Negli anni del secondo dopoguerra furono innumerevoli le occasioni espositive; tra tutte ricordiamo: nel 1946 la mostra alla Galleria del Cavallino di Venezia; nel 1950 le esposizioni alla Saletta degli amici dell’arte di Modena, alla Bussola di Torino e alla Scaletta di Bologna; nel 1951 la grande mostra retrospettiva al Castello Estense di Ferrara curata da Giuseppe Raimondi.
L’aggravamento della malattia nervosa di cui soffriva aveva imposto nel 1949 il ricovero dell’artista nella clinica Villa Fiorita di Brugherio, dove dimorò fino alla morte, avvenuta a Milano in casa del fratello Francesco, il 2 aprile 1956. In giugno la Biennale di Venezia riservò all’artista una ricca mostra retrospettiva, con presentazione di Francesco Arcangeli. La città di Ferrara conserva nel Museo d’Arte Moderna e Contemporanea “Filippo de Pisis” la più grande raccolta pubblica di opere dell’artista.

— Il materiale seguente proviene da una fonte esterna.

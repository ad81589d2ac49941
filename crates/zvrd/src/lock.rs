//! Process-wide serialization of device configuration changes.
//!
//! The device accepts one configuration session at a time, so a mutating
//! command holds this lock across its whole read → mutate → apply sequence,
//! not just the apply. Waiters are served in arrival order, so applies
//! happen in lock-acquisition order.

use std::sync::Arc;

use async_trait::async_trait;
use tokio::sync::{Mutex, MutexGuard};
use tracing::debug;

use crate::error::AgentResult;
use crate::handler::{CommandContext, CommandHandler, CommandOutput};

/// The single lock guarding device configuration.
#[derive(Debug, Clone, Default)]
pub struct DeviceLock {
    inner: Arc<Mutex<()>>,
}

impl DeviceLock {
    /// Creates a new, unheld lock.
    pub fn new() -> Self {
        Self::default()
    }

    /// Waits for the lock.
    pub async fn acquire(&self) -> MutexGuard<'_, ()> {
        self.inner.lock().await
    }

    /// Wraps a handler so every invocation runs while holding the lock.
    pub fn guard(&self, handler: Arc<dyn CommandHandler>) -> Arc<dyn CommandHandler> {
        Arc::new(Locked {
            lock: self.clone(),
            inner: handler,
        })
    }
}

struct Locked {
    lock: DeviceLock,
    inner: Arc<dyn CommandHandler>,
}

#[async_trait]
impl CommandHandler for Locked {
    async fn handle(&self, ctx: CommandContext) -> AgentResult<CommandOutput> {
        let path = ctx.path().to_string();
        let _guard = self.lock.acquire().await;
        debug!(path = %path, "Device lock acquired");
        let result = self.inner.handle(ctx).await;
        debug!(path = %path, "Device lock released");
        result
    }
}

Riferimenti bibliografici: De Pisis: gli anni di Parigi 1987; De Pisis: catalogo generale 1991; De Pisis a Milano 1991; Filippo De Pisis. Nature morte 1996; De Pisis a Ferrara 2006; Comisso 2010; Filippo de Pisis botanico flâneur 2012; De Pisis en voyage 2013; Filippo De Pisis. Bibliografia degli scritti 2013; Manlio Malabotta e le arti 2013.